### Problem
Two lines in the data below mark the range: the one with "async CRUD methods" and the one with "pub use comment_repo::CommentRepo;". Return both, along with every line between them, exactly.

□ □ □

//! Repository layer.
//!
//! Each repository is a zero-sized struct providing async CRUD methods
//! that accept `&PgPool` as the first argument.

pub mod chat_read_status_repo;
pub mod collaborator_repo;
pub mod comment_repo;
pub mod project_repo;
pub mod scene_repo;
pub mod session_repo;
pub mod shot_repo;
pub mod user_repo;

pub use chat_read_status_repo::ChatReadStatusRepo;
pub use collaborator_repo::CollaboratorRepo;
pub use comment_repo::CommentRepo;
pub use project_repo::ProjectRepo;
pub use scene_repo::SceneRepo;
pub use session_repo::SessionRepo;
pub use shot_repo::ShotRepo;
pub use user_repo::UserRepo;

□ □ □

### Result
//! Each repository is a zero-sized struct providing async CRUD methods
//! that accept `&PgPool` as the first argument.

pub mod chat_read_status_repo;
pub mod collaborator_repo;
pub mod comment_repo;
pub mod project_repo;
pub mod scene_repo;
pub mod session_repo;
pub mod shot_repo;
pub mod user_repo;

pub use chat_read_status_repo::ChatReadStatusRepo;
pub use collaborator_repo::CollaboratorRepo;
pub use comment_repo::CommentRepo;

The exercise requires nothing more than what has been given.